[Records shown — start]

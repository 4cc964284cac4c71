//! Driven port for recipe tags.

use async_trait::async_trait;
use pagination::{Page, Paginated};

use super::StoreError;
use crate::domain::Tag;

/// Read access to tags. Tags are created implicitly when recipes use them.
#[cfg_attr(test, mockall::automock)]
#[async_trait]
pub trait TagRepository: Send + Sync {
    /// Page through tags ordered by name.
    async fn get_tags(&self, page: &Page) -> Result<Paginated<Tag>, StoreError>;
}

[Records shown — finish]

| Work instructions |
Using the material above, please reproduce each line exactly.

| Written solution |
repository 4cc964284cac4c71
//! Driven port for recipe tags.

use async_trait::async_trait;
use pagination::{Page, Paginated};

use super::StoreError;
use crate::domain::Tag;

/// Read access to tags. Tags are created implicitly when recipes use them.
#[cfg_attr(test, mockall::automock)]
#[async_trait]
pub trait TagRepository: Send + Sync {
    /// Page through tags ordered by name.
    async fn get_tags(&self, page: &Page) -> Result<Paginated<Tag>, StoreError>;
}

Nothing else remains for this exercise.